The null is that the mean (which is the y-intercept, or $b_0$) predicts the outcome variable ($Y_i$) as well as the model. The alternative hypothesis is that the predictors add explained variance.

\[ H_0: Y_i = b_0 + \epsilon_i \] \[ H_a: Y_i = \left( \sum_{k=1}^K b_{k} X_{ik} \right) + b_0 + \epsilon_i \]

13.3.5.3 Analysis

Set the alpha level. By convention, an alpha level of $\alpha = .05$ will be used.

Assume the null hypothesis is true. Assuming the null hypothesis is true means that we need to determine the probability of obtaining an effect size (in this case, the predictive power of our model over the null model with only the mean, measured using $R^2$) this strong at our sample size through random sampling from a population with no effect (a null model). We will determine this using an analysis of variance using the sampling distribution of the null hypothesis for $F$.

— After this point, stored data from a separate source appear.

use crate::buckets::{day_bucket_for_date, is_well_formed, Granularity, TimeBuckets};
use crate::config::{
    VerifierConfig, DEFAULT_DAILY_INDEX, DEFAULT_LATEST_INDEX, DEFAULT_LATEST_MARKER,
};
use crate::record::{format_local, AttrValue, Record, DAY_BUCKET_ATTR, LATEST_ATTR};
use crate::store::{EntityRangeQuery, IndexQuery, RecordStore};
use chrono::{DateTime, Local};
use std::fmt;
use tracing::{debug, info};

/// Number of records fetched from each secondary index
pub const INDEX_SAMPLE_LIMIT: u32 = 3;
/// Number of measurement attributes shown per record
pub const SAMPLE_ATTRIBUTE_LIMIT: usize = 5;

/// Index names and checks that are not part of a single query
#[derive(Debug, Clone, PartialEq)]
pub struct VerifierOptions {
    pub latest_index: String,
    pub daily_index: String,
    pub latest_marker: String,
    /// Also compare bucket period tokens with the record's own timestamp
    pub strict_buckets: bool,
}

impl Default for VerifierOptions {
    fn default() -> Self {
        VerifierOptions {
            latest_index: DEFAULT_LATEST_INDEX.to_string(),
            daily_index: DEFAULT_DAILY_INDEX.to_string(),
            latest_marker: DEFAULT_LATEST_MARKER.to_string(),
            strict_buckets: false,
        }
    }
}

impl From<&VerifierConfig> for VerifierOptions {
    fn from(config: &VerifierConfig) -> Self {
        VerifierOptions {
            latest_index: config.latest_index.clone(),
            daily_index: config.daily_index.clone(),
            latest_marker: config.latest_marker.clone(),
            strict_buckets: config.strict_buckets,
        }
    }
}

/// Outcome of checking one bucket attribute
#[derive(Debug, Clone, PartialEq)]
pub enum BucketStatus {
    WellFormed,
    /// The `<entity>#<GRANULARITY>_` prefix is missing
    Malformed,
    /// Prefix is fine but the period does not match the record timestamp
    PeriodMismatch { expected: String },
}

#[derive(Debug, Clone, PartialEq)]
pub struct BucketCheck {
    pub granularity: Granularity,
    pub value: String,
    pub status: BucketStatus,
}

impl BucketCheck {
    pub fn passed(&self) -> bool {
        self.status == BucketStatus::WellFormed
    }
}

/// Validation result for a single record
#[derive(Debug, Clone, PartialEq)]
pub struct RecordReport {
    pub timestamp: Option<i64>,
    pub local_time: Option<DateTime<Local>>,
    pub missing: Vec<&'static str>,
    pub buckets: Vec<BucketCheck>,
    pub sample: Vec<(String, AttrValue)>,
    pub data_attribute_count: usize,
}

impl RecordReport {
    /// Missing attributes plus failed bucket checks
    pub fn warning_count(&self) -> usize {
        self.missing.len() + self.buckets.iter().filter(|b| !b.passed()).count()
    }
}

impl fmt::Display for RecordReport {
    fn fmt(&self, f: &mut fmt::Formatter<'_>) -> fmt::Result {
        match (self.timestamp, &self.local_time) {
            (Some(ts), Some(time)) => writeln!(f, "  Timestamp: {} ({})", ts, format_local(time))?,
            (Some(ts), None) => writeln!(f, "  Timestamp: {} (out of range)", ts)?,
            _ => writeln!(f, "  Timestamp: Not found")?,
        }

        if self.missing.is_empty() {
            writeln!(f, "  ✓ All required time bucket attributes present")?;
        } else {
            writeln!(
                f,
                "  WARNING: Missing required attributes: {}",
                self.missing.join(", ")
            )?;
        }

        for check in &self.buckets {
            let label = check.granularity.label();
            match &check.status {
                BucketStatus::WellFormed => {
                    writeln!(f, "  ✓ {} bucket format correct: {}", capitalize(label), check.value)?
                }
                BucketStatus::Malformed => {
                    writeln!(f, "  WARNING: Unexpected {} bucket format: {}", label, check.value)?
                }
                BucketStatus::PeriodMismatch { expected } => writeln!(
                    f,
                    "  WARNING: {} bucket does not match record timestamp: {} (expected {})",
                    capitalize(label),
                    check.value,
                    expected
                )?,
            }
        }

        if !self.sample.is_empty() {
            writeln!(
                f,
                "  Data attributes sample ({} total):",
                self.data_attribute_count
            )?;
            for (name, value) in &self.sample {
                writeln!(f, "    - {}: {}", name, value)?;
            }
        }
        Ok(())
    }
}

fn capitalize(word: &str) -> String {
    let mut chars = word.chars();
    match chars.next() {
        Some(first) => first.to_uppercase().chain(chars).collect(),
        None => String::new(),
    }
}

/// Checks one record against the reserved-attribute and bucket-format contract
pub fn validate_record(entity_id: &str, record: &Record, strict_buckets: bool) -> RecordReport {
    let timestamp = record.timestamp();
    let derived = if strict_buckets {
        timestamp.and_then(|ts| TimeBuckets::for_timestamp(entity_id, ts))
    } else {
        None
    };

    let mut buckets = Vec::new();
    for granularity in Granularity::ALL {
        let Some(value) = record.get(granularity.attribute()) else {
            continue;
        };
        let value = value.to_string();

        let status = if !is_well_formed(entity_id, granularity, &value) {
            BucketStatus::Malformed
        } else {
            match &derived {
                Some(expected) if expected.get(granularity) != value => {
                    BucketStatus::PeriodMismatch {
                        expected: expected.get(granularity).to_string(),
                    }
                }
                _ => BucketStatus::WellFormed,
            }
        };

        buckets.push(BucketCheck {
            granularity,
            value,
            status,
        });
    }

    let mut data_attribute_count = 0;
    let mut sample = Vec::new();
    for (name, value) in record.data_attributes() {
        data_attribute_count += 1;
        if sample.len() < SAMPLE_ATTRIBUTE_LIMIT {
            sample.push((name.clone(), value.clone()));
        }
    }

    RecordReport {
        timestamp,
        local_time: record.local_time(),
        missing: record.missing_reserved(),
        buckets,
        sample,
        data_attribute_count,
    }
}

/// Result of the recent-records check
#[derive(Debug, Clone, PartialEq)]
pub enum RecentOutcome {
    Found(Vec<RecordReport>),
    Empty,
    Failed(String),
}

/// A record listed from a secondary index
#[derive(Debug, Clone, PartialEq)]
pub struct IndexEntry {
    pub entity_id: Option<String>,
    pub local_time: Option<DateTime<Local>>,
}

impl IndexEntry {
    fn from_record(record: &Record) -> Self {
        IndexEntry {
            entity_id: record.entity_id().map(str::to_string),
            local_time: record.local_time(),
        }
    }
}

impl fmt::Display for IndexEntry {
    fn fmt(&self, f: &mut fmt::Formatter<'_>) -> fmt::Result {
        let entity = self.entity_id.as_deref().unwrap_or("<no TagID>");
        match &self.local_time {
            Some(time) => write!(f, "{} at {}", entity, format_local(time)),
            None => write!(f, "{} - timestamp not found", entity),
        }
    }
}

/// Result of one secondary-index query
#[derive(Debug, Clone, PartialEq)]
pub enum IndexOutcome {
    Found(Vec<IndexEntry>),
    Empty,
    Failed(String),
}

/// Results of both secondary-index checks
#[derive(Debug, Clone, PartialEq)]
pub struct IndexReport {
    pub latest: IndexOutcome,
    pub daily_key: String,
    pub daily: IndexOutcome,
}

/// Runs the read-only checks against a record store and prints the report
pub struct Verifier<S: RecordStore> {
    store: S,
    options: VerifierOptions,
    fixed_now: Option<DateTime<Local>>,
}

impl<S: RecordStore> Verifier<S> {
    pub fn new(store: S, options: VerifierOptions) -> Self {
        Verifier {
            store,
            options,
            fixed_now: None,
        }
    }

    /// Pins the clock, used for the query window and today's bucket key
    pub fn with_fixed_now(mut self, now: DateTime<Local>) -> Self {
        self.fixed_now = Some(now);
        self
    }

    pub fn store(&self) -> &S {
        &self.store
    }

    pub fn options(&self) -> &VerifierOptions {
        &self.options
    }

    fn now(&self) -> DateTime<Local> {
        self.fixed_now.unwrap_or_else(Local::now)
    }

    /// Queries the newest records of an entity inside the window and validates them
    pub async fn inspect_recent(
        &self,
        entity_id: &str,
        window_secs: u64,
        limit: u32,
    ) -> RecentOutcome {
        let window = i64::try_from(window_secs).unwrap_or(i64::MAX);
        let start_time = self.now().timestamp().saturating_sub(window);
        info!(entity = entity_id, start_time, limit, "checking recent records");

        let query = EntityRangeQuery {
            entity_id: entity_id.to_string(),
            after_timestamp: start_time,
            limit,
            newest_first: true,
        };

        match self.store.query_entity_range(&query).await {
            Ok(records) if records.is_empty() => RecentOutcome::Empty,
            Ok(records) => RecentOutcome::Found(
                records
                    .iter()
                    .map(|record| validate_record(entity_id, record, self.options.strict_buckets))
                    .collect(),
            ),
            Err(e) => {
                debug!(error = ?e, ?query, "recent records query failed");
                RecentOutcome::Failed(format!("{:#}", e))
            }
        }
    }

    /// Prints the recent-records report; true iff at least one record was found.
    ///
    /// Attribute and bucket warnings are reported but do not change the result.
    pub async fn check_recent(&self, entity_id: &str, window_secs: u64, limit: u32) -> bool {
        println!("\n===== Checking Latest Items for {} =====", entity_id);

        match self.inspect_recent(entity_id, window_secs, limit).await {
            RecentOutcome::Empty => {
                println!(
                    "No recent data found for {} in the last {} seconds",
                    entity_id, window_secs
                );
                false
            }
            RecentOutcome::Failed(message) => {
                println!("Error querying table: {}", message);
                false
            }
            RecentOutcome::Found(reports) => {
                println!("Found {} recent items", reports.len());
                for (i, report) in reports.iter().enumerate() {
                    println!("\nItem {}:", i + 1);
                    print!("{}", report);
                }
                true
            }
        }
    }

    /// Newest records carrying the latest marker
    pub async fn inspect_latest_index(&self) -> IndexOutcome {
        let query = IndexQuery {
            index_name: self.options.latest_index.clone(),
            key_attribute: LATEST_ATTR.to_string(),
            key_value: self.options.latest_marker.clone(),
            limit: INDEX_SAMPLE_LIMIT,
            newest_first: true,
        };
        self.run_index_query(&query).await
    }

    /// Today's day-bucket key for an entity, using the local date
    pub fn today_day_bucket(&self, entity_id: &str) -> String {
        day_bucket_for_date(entity_id, self.now().date_naive())
    }

    /// Records filed under today's day bucket of an entity
    pub async fn inspect_daily_index(&self, entity_id: &str) -> IndexOutcome {
        let query = IndexQuery {
            index_name: self.options.daily_index.clone(),
            key_attribute: DAY_BUCKET_ATTR.to_string(),
            key_value: self.today_day_bucket(entity_id),
            limit: INDEX_SAMPLE_LIMIT,
            newest_first: false,
        };
        self.run_index_query(&query).await
    }

    async fn run_index_query(&self, query: &IndexQuery) -> IndexOutcome {
        match self.store.query_index(query).await {
            Ok(records) if records.is_empty() => IndexOutcome::Empty,
            Ok(records) => IndexOutcome::Found(records.iter().map(IndexEntry::from_record).collect()),
            Err(e) => {
                debug!(error = ?e, ?query, "index query failed");
                IndexOutcome::Failed(format!("{:#}", e))
            }
        }
    }

    /// Runs both index checks; a failure in one never skips the other
    pub async fn inspect_indexes(&self, entity_id: &str) -> IndexReport {
        let latest = self.inspect_latest_index().await;
        let daily = self.inspect_daily_index(entity_id).await;
        IndexReport {
            latest,
            daily_key: self.today_day_bucket(entity_id),
            daily,
        }
    }

    /// Prints the secondary-index report
    pub async fn check_indexes(&self, entity_id: &str) {
        println!("\n===== Checking Global Secondary Indexes =====");

        let latest_index = &self.options.latest_index;
        println!("\nQuerying {}...", latest_index);
        match self.inspect_latest_index().await {
            IndexOutcome::Empty => println!("No data found in {}", latest_index),
            IndexOutcome::Failed(message) => {
                println!("Error querying {}: {}", latest_index, message)
            }
            IndexOutcome::Found(entries) => {
                println!("Found {} items in {}", entries.len(), latest_index);
                println!("Latest items:");
                print_entries(&entries);
            }
        }

        let daily_index = &self.options.daily_index;
        println!(
            "\nQuerying {} for today ({})...",
            daily_index,
            self.today_day_bucket(entity_id)
        );
        match self.inspect_daily_index(entity_id).await {
            IndexOutcome::Empty => println!("No data found in {} for today", daily_index),
            IndexOutcome::Failed(message) => {
                println!("Error querying {}: {}", daily_index, message)
            }
            IndexOutcome::Found(entries) => {
                println!("Found {} items in {} for today", entries.len(), daily_index);
                println!("Sample items:");
                print_entries(&entries);
            }
        }
    }
}

fn print_entries(entries: &[IndexEntry]) {
    for (i, entry) in entries.iter().enumerate() {
        println!("  {}. {}", i + 1, entry);
    }
}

regression.2 <- lm( formula = dan.grump ~ dan.sleep + baby.sleep,  
                     data = parenthood )
summary(regression.2)

## 
## Call:
## lm(formula = dan.grump ~ dan.sleep + baby.sleep, data = parenthood)
## 
## Residuals:
##      Min       1Q   Median       3Q      Max 
## -11.0345  -2.2198  -0.4016   2.6775  11.7496 
## 
## Coefficients:
##              Estimate Std. Error t value Pr(>|t|)    
## (Intercept) 125.96557    3.04095  41.423   <2e-16 ***
## dan.sleep    -8.95025    0.55346 -16.172   <2e-16 ***
## baby.sleep    0.01052    0.27106   0.039    0.969    
## ---
## Signif. codes:  0 '***' 0.001 '**' 0.01 '*' 0.05 '.' 0.1 ' ' 1
## 
## Residual standard error: 4.354 on 97 degrees of freedom
## Multiple R-squared:  0.8161, Adjusted R-squared:  0.8123 
## F-statistic: 215.2 on 2 and 97 DF,  p-value: < 2.2e-16

confint(regression.2, level = 0.95)

##                  2.5 %      97.5 %
## (Intercept) 119.930125 132.0010063
## dan.sleep   -10.048710  -7.8517895
## baby.sleep   -0.527462   0.5485109

The omnibus test can be found in the last row as F-statistic. Here, the omnibus test was significant, $F$(2, 97) = 215.2, $p$ < .001, $R^2=0.82$, suggesting that the model significantly predicts grumpiness.

While a multiple regression with more than one predictor cannot be visualized easily, you could generate added variable plots for each predictor.

13.3.5.4 Decision

13.3.5.4.1 Omnibus Test

Because $p<{\alpha}$, the null hypothesis is rejected and we conclude that grumpiness can be predicted by the linear combination of hours slept and hours the baby slept. However, we do not know which variable(s) significantly explain variance. Because we have a significant omnibus test, we are now justified in testing the coefficients.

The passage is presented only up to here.